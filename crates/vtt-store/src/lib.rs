//! Durable session documents: a full-overwrite record per session plus the
//! entity rows exploded from it, with filesystem and in-memory backends.

mod entities;
mod fs_store;
mod mem_store;
mod record;

pub use entities::{ENTITY_COLLECTIONS, extract_entities};
pub use fs_store::FsStore;
pub use mem_store::MemStore;
pub use record::{EntityKind, EntityRecord, SessionRecord};

use std::{io, path::PathBuf, sync::Arc};

use vtt_cbor::Hash;
use vtt_types::SessionId;

pub type StoreResult<T> = Result<T, StoreError>;
pub type DynStore = Arc<dyn DocumentStore>;

/// Persistent home of session snapshots.
///
/// Every write replaces the session's previous record and entity rows
/// wholesale; there are no incremental updates.
pub trait DocumentStore: Send + Sync {
    fn put_session(&self, record: &SessionRecord) -> StoreResult<()>;
    fn get_session(&self, id: &SessionId) -> StoreResult<Option<SessionRecord>>;
    fn list_sessions(&self) -> StoreResult<Vec<SessionId>>;
    /// Returns whether anything was removed.
    fn delete_session(&self, id: &SessionId) -> StoreResult<bool>;
    fn get_entities(&self, id: &SessionId) -> StoreResult<Vec<EntityRecord>>;
}

#[derive(Debug, thiserror::Error)]
pub enum StoreError {
    #[error("I/O error at {path:?}: {source}")]
    Io {
        path: PathBuf,
        #[source]
        source: io::Error,
    },
    #[error("CBOR serialization error: {0}")]
    Cbor(#[from] serde_cbor::Error),
    #[error("hash mismatch for session '{session}': recorded {recorded}, computed {computed}")]
    HashMismatch {
        session: SessionId,
        recorded: Hash,
        computed: Hash,
    },
}

pub(crate) fn io_error(path: impl Into<PathBuf>, err: io::Error) -> StoreError {
    StoreError::Io {
        path: path.into(),
        source: err,
    }
}

/// Decode a stored record and check its state against the recorded digest.
pub(crate) fn decode_verified(bytes: &[u8]) -> StoreResult<SessionRecord> {
    let record: SessionRecord = vtt_cbor::from_canonical_cbor(bytes)?;
    let computed = Hash::of_cbor(&record.state)?;
    if computed != record.hash {
        return Err(StoreError::HashMismatch {
            session: record.session_id,
            recorded: record.hash,
            computed,
        });
    }
    Ok(record)
}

_HOW TO COMPLETE THIS TASK_.
Transcribe the material exactly, stopping after the "pub use fs_store::FsStore;" line.

_TASK RESULT_.
filename crates/vtt-store/src/lib.rs
//! Durable session documents: a full-overwrite record per session plus the
//! entity rows exploded from it, with filesystem and in-memory backends.

mod entities;
mod fs_store;
mod mem_store;
mod record;

pub use entities::{ENTITY_COLLECTIONS, extract_entities};
pub use fs_store::FsStore;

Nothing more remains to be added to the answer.